Dengan berbagai nama, organisasi non-struktural, yang terdapat di berbagai lembaga, baik di pemerintahan, militer, maupun badan usaha milik negara, memberi pelayanan keagamaan kepada para anggotanya. Misalnya dengan mengadakan diskusi agama Hindu secara bulanan, dengan mengundang nara sumber dari luar; mengadakan dharma santi Nyepi dan Galungan; membagikan  buku-buku dan majalah Hindu; mengadakan bhakti sosial, memberi bantuan pendidikan kepada para siswa dan juga bantuan untuk para pinandita, seperti yang dilakukan oleh Binroh PT. Indosat. Pada umumnya kegiatan ini didanai oleh perusahaan. 
Karena masalah ruangan, kali ini, kami hanya mengangkat kegiatan empat lembaga pembinaan rohani, yaitu Bapekhin BI, Mandiri Club Bank Mandiri, Binroh PT. Telkom dan Binroh PT. Indosat. Binroh-binroh di tempat lain misalnya: Pertamina, PLN, dan Telkomsel tidak kalah kegiatannya. Telkomsel sama seperti PT. Telkom setiap tahun mengirim karyawannya yang beragama Hindu untuk melakukan tirtayatra ke India. Hal ini sejalan dengan bantun naik haji untuk karyawan Muslim dan ziarah ke Yerusalem bagi karyawan Kristiani. Alangkah baiknya  bila BUMN yang lain dapat mengikuti langkah ini. 
Kegiatan-kegiatan itu menunjukkan bahwa para karyawan itu bukan sekedar alat produksi, sebagaimana dianggap oleh Karl Marx,   yang diperas tenaganya dalam proses produksi dan konsumsi,  bukan pula   animal laborans  yang bekerja sekedar untuk memenuhi kebutuhan biologisnya. Mereka adalah manusia yang utuh dengan mind, body and soul (pikiran, tubuh dan jiwa), yang semuanya harus diberi perhatian secara seimbang. 
Ketika  menjabat sebagai Menteri Parpostel, Susilo Sudarman mencanangkan program IBO, singkatan dari Iman, Budaya dan Olah Raga.  Terkait dengan Iman, tiap-tiap pegawai di lingkungan departemennya  diminta untuk melakukan kegiatan kerohanian atau keagamaan sesuai dengan agama yang dipeluknya.
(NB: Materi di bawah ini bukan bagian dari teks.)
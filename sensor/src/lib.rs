//! Environmental sensor port and its BME280/I2C adapter.

mod bme280_i2c;
pub mod mock;

pub use bme280_i2c::{BME280_I2C_ADDR, Bme280Sensor};

/// One environmental sample as read from the device.
#[derive(Clone, Copy, Debug, Default, PartialEq)]
pub struct Sample {
    /// Temperature in °C.
    pub temperature: f64,
    /// Barometric pressure in hPa.
    pub pressure: f64,
    /// Relative humidity in %.
    pub humidity: f64,
}

/// Abstraction over the sensor peripheral.
///
/// The bus is opened once at startup; `init` re-initializes the logical
/// sensor session and is called before every `read`.
pub trait EnvSensor {
    fn init(&mut self) -> Result<(), SensorError>;
    fn read(&mut self) -> Result<Sample, SensorError>;
}

#[derive(Debug)]
pub enum SensorError {
    /// Failed to open the bus device.
    Bus(String),
    /// Failed to initialize the sensor session.
    Init(String),
    /// Failed to sample the sensor.
    Read(String),
}

impl std::fmt::Display for SensorError {
    fn fmt(&self, f: &mut std::fmt::Formatter<'_>) -> std::fmt::Result {
        match self {
            SensorError::Bus(msg) => write!(f, "i2c bus error: {msg}"),
            SensorError::Init(msg) => write!(f, "sensor init error: {msg}"),
            SensorError::Read(msg) => write!(f, "sensor read error: {msg}"),
        }
    }
}

impl std::error::Error for SensorError {}
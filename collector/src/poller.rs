//! The poll loop: the only orchestrator and the only owner of mutable state.
//!
//! Every recoverable failure is handled inside the iteration that saw it;
//! the loop body is the top-level error boundary. An insert is attempted
//! every cycle no matter what the liveness check or the sensor reported.

use log::{debug, error, warn};
use sensor::{EnvSensor, Sample};
use std::time::Duration;
use store::{Reading, Store, StoreError};

/// Persistence seam the loop drives.
pub trait ReadingStore {
    async fn ping(&self) -> Result<(), StoreError>;
    async fn reconnect(&mut self) -> Result<(), StoreError>;
    async fn insert(&self, reading: &Reading) -> Result<u64, StoreError>;
}

impl ReadingStore for Store {
    async fn ping(&self) -> Result<(), StoreError> {
        Store::ping(self).await
    }

    async fn reconnect(&mut self) -> Result<(), StoreError> {
        Store::reconnect(self).await
    }

    async fn insert(&self, reading: &Reading) -> Result<u64, StoreError> {
        Store::insert(self, reading).await
    }
}

/// Alerting seam the loop drives.
pub trait Alerter {
    async fn notify(&self, service: &str, message: &str) -> bool;
}

impl Alerter for notify::Notifier {
    async fn notify(&self, service: &str, message: &str) -> bool {
        notify::Notifier::notify(self, service, message).await
    }
}

/// Gate one bootstrap step. On failure this sends exactly one notification
/// and hands the error back so the caller can terminate before any loop
/// iteration runs.
pub async fn bootstrap_step<T, E, N>(
    result: Result<T, E>,
    alerter: &N,
    service: &str,
    what: &str,
) -> Result<T, E>
where
    E: std::fmt::Display,
    N: Alerter,
{
    match result {
        Ok(value) => Ok(value),
        Err(err) => {
            error!("{what}: {err}");
            if !alerter.notify(service, &format!("{what}: {err}")).await {
                error!("failed to deliver bootstrap-failure notification");
            }
            Err(err)
        }
    }
}

pub struct Poller<S, E, N> {
    store: S,
    sensor: E,
    alerter: N,
    service: String,
    device_label: String,
    interval: Duration,
}

impl<S, E, N> Poller<S, E, N>
where
    S: ReadingStore,
    E: EnvSensor,
    N: Alerter,
{
    pub fn new(
        store: S,
        sensor: E,
        alerter: N,
        service: String,
        device_label: String,
        interval: Duration,
    ) -> Self {
        Self {
            store,
            sensor,
            alerter,
            service,
            device_label,
            interval,
        }
    }

    /// Run forever. Only bootstrap failures terminate the process, and those
    /// happen before a `Poller` ever exists.
    pub async fn run(&mut self) {
        loop {
            self.run_once().await;
            tokio::time::sleep(self.interval).await;
        }
    }

    /// One iteration: liveness check, sample, insert.
    pub async fn run_once(&mut self) {
        if let Err(err) = self.store.ping().await {
            warn!("database ping failed: {err}");
            self.alert("database ping failed, will reconnect").await;

            // Lenient on purpose: a failed reconnect keeps the old pool and
            // the iteration carries on; the next cycle retries.
            if let Err(err) = self.store.reconnect().await {
                error!("database reconnect failed: {err}");
            }
        }

        let sample = self.sample().await;
        debug!(
            "temp: {:.2}C, press: {:.2}hPa, hum: {:.2}%",
            sample.temperature, sample.pressure, sample.humidity
        );

        let reading = Reading::new(
            &self.device_label,
            sample.temperature,
            sample.humidity,
            sample.pressure,
        );

        if let Err(err) = self.store.insert(&reading).await {
            error!("failed to insert reading: {err}");
            self.alert(&format!("failed to insert reading: {err}")).await;
        }
    }

    /// Re-initialize and sample the sensor. A failure is alerted but yields
    /// the zero-valued sample so the insert still happens this cycle.
    async fn sample(&mut self) -> Sample {
        let result = self.sensor.init().and_then(|()| self.sensor.read());
        match result {
            Ok(sample) => sample,
            Err(err) => {
                warn!("{err}");
                self.alert("error initializing/reading bme280 sensor").await;
                Sample::default()
            }
        }
    }

    async fn alert(&self, message: &str) {
        if !self.alerter.notify(&self.service, message).await {
            warn!("failed to deliver notification: {message}");
        }
    }
}
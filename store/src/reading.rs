/// One sensor sample formatted for insertion.
///
/// The display fields (`temperature`, `humidity`, `pressure`) carry 2 decimal
/// places; the `raw_*` fields carry 5. A `Reading` is built once per poll
/// cycle and consumed by exactly one insert.
#[derive(Debug, Clone, PartialEq)]
pub struct Reading {
    pub temperature: String,
    pub humidity: String,
    pub pressure: String,
    pub raw_temperature: String,
    pub raw_humidity: String,
    pub raw_pressure: String,
    pub device_hostname: String,
}

impl Reading {
    /// Build a reading from sampled values. Temperature in °C, humidity in
    /// %RH, pressure in hPa.
    pub fn new(device_hostname: &str, temperature: f64, humidity: f64, pressure: f64) -> Self {
        Self {
            temperature: format!("{temperature:.2}"),
            humidity: format!("{humidity:.2}"),
            pressure: format!("{pressure:.2}"),
            raw_temperature: format!("{temperature:.5}"),
            raw_humidity: format!("{humidity:.5}"),
            raw_pressure: format!("{pressure:.5}"),
            device_hostname: device_hostname.to_string(),
        }
    }
}

#[cfg(test)]
mod tests {
    use super::*;

    #[test]
    fn display_fields_have_two_decimals() {
        let reading = Reading::new("somewhere", 21.456, 55.7, 1013.2);
        assert_eq!(reading.temperature, "21.46");
        assert_eq!(reading.humidity, "55.70");
        assert_eq!(reading.pressure, "1013.20");
    }

    #[test]
    fn raw_fields_have_five_decimals() {
        let reading = Reading::new("somewhere", 21.456, 55.7, 1013.2);
        assert_eq!(reading.raw_temperature, "21.45600");
        assert_eq!(reading.raw_humidity, "55.70000");
        assert_eq!(reading.raw_pressure, "1013.20000");
    }

    #[test]
    fn zero_values_still_render_fixed_precision() {
        let reading = Reading::new("somewhere", 0.0, 0.0, 0.0);
        assert_eq!(reading.temperature, "0.00");
        assert_eq!(reading.raw_temperature, "0.00000");
        assert_eq!(reading.raw_pressure, "0.00000");
    }

    #[test]
    fn negative_values_keep_their_sign() {
        let reading = Reading::new("balcony", -12.3456789, 40.0, 998.0);
        assert_eq!(reading.temperature, "-12.35");
        assert_eq!(reading.raw_temperature, "-12.34568");
    }

    #[test]
    fn device_label_is_carried_through() {
        let reading = Reading::new("living-room", 20.0, 50.0, 1000.0);
        assert_eq!(reading.device_hostname, "living-room");
    }
}
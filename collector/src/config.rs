use notify::Transport;
use serde::{Deserialize, Serialize};
use std::time::Duration;

#[derive(Debug, Clone, Serialize, Deserialize)]
pub struct Config {
    pub database: DatabaseConfig,
    pub sensor: SensorConfig,
    pub notify: NotifyConfig,
    pub poll: PollConfig,
}

#[derive(Debug, Clone, Serialize, Deserialize)]
pub struct DatabaseConfig {
    pub url: String,
}

#[derive(Debug, Clone, Serialize, Deserialize)]
pub struct SensorConfig {
    #[serde(default = "default_bus")]
    pub bus: String,
    #[serde(default = "default_address")]
    pub address: u8,
}

#[derive(Debug, Clone, Serialize, Deserialize)]
pub struct NotifyConfig {
    /// `"webhook"` or `"push"`.
    pub transport: String,
    pub url: String,
    #[serde(default)]
    pub token: String,
    #[serde(default = "default_service")]
    pub service: String,
}

#[derive(Debug, Clone, Serialize, Deserialize)]
pub struct PollConfig {
    #[serde(default = "default_interval_minutes")]
    pub interval_minutes: u64,
    #[serde(default = "default_sql_timeout_seconds")]
    pub sql_timeout_seconds: u64,
    #[serde(default = "default_device_label")]
    pub device_label: String,
}

fn default_bus() -> String {
    "/dev/i2c-1".to_string()
}

fn default_address() -> u8 {
    sensor::BME280_I2C_ADDR
}

fn default_service() -> String {
    "homelogger".to_string()
}

fn default_interval_minutes() -> u64 {
    5
}

fn default_sql_timeout_seconds() -> u64 {
    5
}

fn default_device_label() -> String {
    "somewhere".to_string()
}

impl Config {
    /// Load configuration from a TOML file with a `HOMELOGGER_`-prefixed
    /// environment overlay.
    pub fn load() -> Result<Self, config::ConfigError> {
        let _ = dotenvy::dotenv();

        let settings = config::Config::builder()
            .add_source(config::File::with_name("collector/config").required(false))
            .add_source(config::Environment::separator(
                config::Environment::with_prefix("HOMELOGGER"),
                "_",
            ))
            .build()?;

        settings.try_deserialize()
    }
}

impl NotifyConfig {
    /// Resolve the configured transport strategy.
    pub fn transport(&self) -> Result<Transport, config::ConfigError> {
        match self.transport.as_str() {
            "webhook" => Ok(Transport::Webhook {
                url: self.url.clone(),
            }),
            "push" => Ok(Transport::PushApi {
                url: self.url.clone(),
                token: self.token.clone(),
            }),
            other => Err(config::ConfigError::Message(format!(
                "unknown notify transport {other:?}, expected \"webhook\" or \"push\""
            ))),
        }
    }
}

impl PollConfig {
    /// Get the inter-iteration sleep as a Duration
    pub fn interval(&self) -> Duration {
        Duration::from_secs(self.interval_minutes * 60)
    }

    /// Get the per-statement timeout as a Duration
    pub fn sql_timeout(&self) -> Duration {
        Duration::from_secs(self.sql_timeout_seconds)
    }
}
Sebagai tindak lanjut dari instruksi ini, para pegawai Hindu di lingkungan departemen ini termasuk BUMN yang ada di bawah pembinaan teknisnya, seperti PT. Telkom, PT Indosat, PT. Hotel Indonesia, PT Pos, membentuk organisasi yang disebut Badan Pembina Rohani Hindu dan Buddha disingkat Babinrohindha.   Babinrohindha beberapa kali mengadakan kegiatan bersama, seperti diskusi bulanan, dharma santi, tirta yatra ke beberapa pura yang ada di Jabodetabek. 
Sekedar menambah warna baiklah pula diceritakan beberapa anekdote.  Para pengurus Babinrohinda  ingin memperluas keanggotaannya, dengan mengajak para karyawan di departemen lain ikut serta dalam kegiatan ini.  Mereka lalu mengunjungi pejabat atau pegawai senior di departemen-departemen lain. Ada yang menerima, tetapi ada juga yang menolak. Di satu departemen yang sebetulnya cukup banyak karyawan Hindunya, pejabat yang dianggap paling senior di departemen itu, mengatakan, ”di sini kegiatan kerohanian tidak terlalu ditonjolkan.” Apakah yang dimaksudkannya? Bukankah di sini setiap jumat pegawai yang Muslim melakukan shalat Jumat berjamaah? Dan karyawan Kristiani tiap Jumat juga mengadakan kebhaktian dengan mengundang pastor atau pendeta secara bergiliran.  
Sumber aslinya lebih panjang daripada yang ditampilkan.